━━ Entries provided ━━

use crate::constants::*;
use card_core::Throttle;
use std::cell::RefCell;
use web_sys as web;

/// Short oscillator blips routed through one master gain.
pub struct AudioFeedback {
    ctx: web::AudioContext,
    master: web::GainNode,
    gate: RefCell<Throttle>,
}

fn create_gain(audio_ctx: &web::AudioContext, value: f32, label: &str) -> anyhow::Result<web::GainNode> {
    let g = web::GainNode::new(audio_ctx)
        .map_err(|e| anyhow::anyhow!("{} GainNode error: {:?}", label, e))?;
    g.gain().set_value(value);
    Ok(g)
}

impl AudioFeedback {
    pub fn new() -> anyhow::Result<Self> {
        let ctx = web::AudioContext::new().map_err(|e| anyhow::anyhow!("{:?}", e))?;
        let master = create_gain(&ctx, MASTER_GAIN, "Master")?;
        master
            .connect_with_audio_node(&ctx.destination())
            .map_err(|e| anyhow::anyhow!("connect master: {:?}", e))?;
        Ok(Self {
            ctx,
            master,
            gate: RefCell::new(Throttle::new(BLIP_MIN_INTERVAL_MS)),
        })
    }

    /// Browsers keep the context suspended until a user gesture.
    pub fn resume(&self) {
        if self.ctx.state() == web::AudioContextState::Suspended {
            _ = self.ctx.resume();
        }
    }

    pub fn is_muted(&self) -> bool {
        self.master.gain().value() <= 0.0
    }

    pub fn toggle_mute(&self) -> bool {
        let muted = !self.is_muted();
        self.master
            .gain()
            .set_value(if muted { 0.0 } else { MASTER_GAIN });
        log::info!("[audio] muted={}", muted);
        muted
    }

    /// Fire a one-shot sine blip; blips closer together than the gate interval are dropped.
    pub fn blip(&self, frequency_hz: f32, now_ms: f64) {
        if self.is_muted() || !self.gate.borrow_mut().ready(now_ms) {
            return;
        }
        let Ok(src) = web::OscillatorNode::new(&self.ctx) else {
            return;
        };
        let Ok(g) = create_gain(&self.ctx, 0.0, "Blip") else {
            return;
        };
        src.set_type(web::OscillatorType::Sine);
        src.frequency().set_value(frequency_hz);
        let t0 = self.ctx.current_time() + 0.005;
        _ = g.gain().linear_ramp_to_value_at_time(1.0, t0 + BLIP_ATTACK_SEC);
        _ = g.gain().linear_ramp_to_value_at_time(0.0, t0 + BLIP_SEC);
        _ = src.connect_with_audio_node(&g);
        _ = g.connect_with_audio_node(&self.master);
        _ = src.start_with_when(t0);
        _ = src.stop_with_when(t0 + BLIP_SEC + 0.05);
    }
}
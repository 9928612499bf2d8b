use thiserror::Error;

/// Invalid gesture/behaviour configuration, reported at construction time.
#[derive(Debug, Error, PartialEq)]
pub enum ConfigError {
    #[error("{name} must be a finite, non-negative value (got {value})")]
    NegativeThreshold { name: &'static str, value: f32 },
    #[error("{name} must lie strictly between 0 and 1 (got {value})")]
    OutOfUnitRange { name: &'static str, value: f32 },
    #[error("{name} must be a finite, positive value (got {value})")]
    NonPositive { name: &'static str, value: f64 },
    #[error("{min_name} ({min}) must not exceed {max_name} ({max})")]
    InvertedRange {
        min_name: &'static str,
        min: f32,
        max_name: &'static str,
        max: f32,
    },
}

#[derive(Debug, Error)]
pub enum AnimationError {
    #[error("animation duration must be finite and > 0 ms (got {0})")]
    InvalidDuration(f64),
    #[error("animation delay must be finite and >= 0 ms (got {0})")]
    InvalidDelay(f64),
    #[error("queue id must not be empty")]
    EmptyQueueId,
    #[error("no animation queue named `{0}`")]
    UnknownQueue(String),
    #[error("invalid colour literal `{0}`")]
    InvalidColor(String),
    #[error("callback in queue `{queue}` failed: {source}")]
    Callback {
        queue: String,
        #[source]
        source: anyhow::Error,
    },
}

pub(crate) fn non_negative(name: &'static str, value: f32) -> Result<(), ConfigError> {
    if value.is_finite() && value >= 0.0 {
        Ok(())
    } else {
        Err(ConfigError::NegativeThreshold { name, value })
    }
}

pub(crate) fn unit_open(name: &'static str, value: f32) -> Result<(), ConfigError> {
    if value > 0.0 && value < 1.0 {
        Ok(())
    } else {
        Err(ConfigError::OutOfUnitRange { name, value })
    }
}

pub(crate) fn positive(name: &'static str, value: f64) -> Result<(), ConfigError> {
    if value.is_finite() && value > 0.0 {
        Ok(())
    } else {
        Err(ConfigError::NonPositive { name, value })
    }
}
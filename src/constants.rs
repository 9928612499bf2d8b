/// Front-end tuning constants.
///
/// Element ids, clamp limits and audio levels for the card page. Behaviour
/// defaults (gesture thresholds, rotation, springs) live in `card_core::constants`.
// DOM ids
pub const STAGE_ELEMENT_ID: &str = "card-stage";
pub const CARD_ELEMENT_ID: &str = "profile-card";
pub const STATS_ELEMENT_ID: &str = "stats-overlay";
pub const DRAGGING_CLASS: &str = "dragging";

// Animation queues owned by the scene
pub const POSE_QUEUE: &str = "pose";
pub const ACCENT_QUEUE: &str = "accent";

// Pinch zoom clamp (multiplier on the rest scale)
pub const ZOOM_MIN: f32 = 0.5;
pub const ZOOM_MAX: f32 = 2.5;
pub const HOVER_LIFT: f32 = 1.05; // extra scale while the pointer is over the card

// Card styling
pub const PERSPECTIVE_PX: f32 = 800.0;
pub const ACCENT_REST: &str = "#4f7cff";
pub const ACCENT_EXPANDED: &str = "#ff6fa8";
pub const ACCENT_PROPERTY: &str = "--card-accent";

// Frame loop
pub const MAX_FRAME_DT_MS: f64 = 100.0; // clamp after a hidden tab resumes

// Audio feedback
pub const MASTER_GAIN: f32 = 0.2;
pub const TAP_HZ: f32 = 660.0;
pub const EXPAND_HZ: f32 = 880.0;
pub const COLLAPSE_HZ: f32 = 330.0;
pub const BLIP_SEC: f64 = 0.12;
pub const BLIP_ATTACK_SEC: f64 = 0.01;
pub const BLIP_MIN_INTERVAL_MS: f64 = 60.0; // rapid taps share one blip
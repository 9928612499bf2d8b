mod keyboard;
mod pointer;

pub use keyboard::wire_global_keydown;
pub use pointer::{wire_input_handlers, CardGestures, InputWiring};
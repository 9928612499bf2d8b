use crate::constants::*;
use crate::error::{positive, ConfigError};
use glam::Vec3;

/// Spring parameters in the usual mass/tension/friction form.
#[derive(Clone, Copy, Debug, PartialEq)]
pub struct SpringConfig {
    pub mass: f32,
    pub tension: f32,
    pub friction: f32,
}

impl Default for SpringConfig {
    fn default() -> Self {
        Self {
            mass: SPRING_MASS,
            tension: SPRING_TENSION,
            friction: SPRING_FRICTION,
        }
    }
}

impl SpringConfig {
    pub fn validate(&self) -> Result<(), ConfigError> {
        positive("mass", self.mass as f64)?;
        positive("tension", self.tension as f64)?;
        positive("friction", self.friction as f64)?;
        Ok(())
    }
}

/// Damped spring chasing a target, integrated with semi-implicit Euler in
/// sub-steps no longer than `SPRING_MAX_STEP_SEC`.
#[derive(Clone, Debug)]
pub struct Spring {
    config: SpringConfig,
    value: Vec3,
    velocity: Vec3,
    target: Vec3,
}

impl Spring {
    pub fn new(config: SpringConfig, initial: Vec3) -> Result<Self, ConfigError> {
        config.validate()?;
        Ok(Self {
            config,
            value: initial,
            velocity: Vec3::ZERO,
            target: initial,
        })
    }

    pub fn set_target(&mut self, target: Vec3) {
        self.target = target;
    }

    /// Jump to `value` and stop.
    pub fn snap_to(&mut self, value: Vec3) {
        self.value = value;
        self.target = value;
        self.velocity = Vec3::ZERO;
    }

    pub fn step(&mut self, dt_sec: f32) -> Vec3 {
        if self.is_settled() {
            self.value = self.target;
            self.velocity = Vec3::ZERO;
            return self.value;
        }
        // non-finite spans are ignored; long ones are cut to bound the sub-step count
        let mut remaining = if dt_sec.is_finite() {
            dt_sec.clamp(0.0, SPRING_MAX_DT_SEC)
        } else {
            0.0
        };
        while remaining > 0.0 {
            let h = remaining.min(SPRING_MAX_STEP_SEC);
            let accel = (-self.config.tension * (self.value - self.target)
                - self.config.friction * self.velocity)
                / self.config.mass;
            self.velocity += accel * h;
            self.value += self.velocity * h;
            remaining -= h;
        }
        self.value
    }

    pub fn is_settled(&self) -> bool {
        (self.value - self.target).length() < SPRING_REST_EPSILON
            && self.velocity.length() < SPRING_REST_EPSILON
    }

    pub fn value(&self) -> Vec3 {
        self.value
    }

    pub fn target(&self) -> Vec3 {
        self.target
    }
}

━━━

• Problem description: All lines of the entries containing the string "NonPositive" must be shown in full.

• Exercise response:
    NonPositive { name: &'static str, value: f64 },
        Err(ConfigError::NonPositive { name, value })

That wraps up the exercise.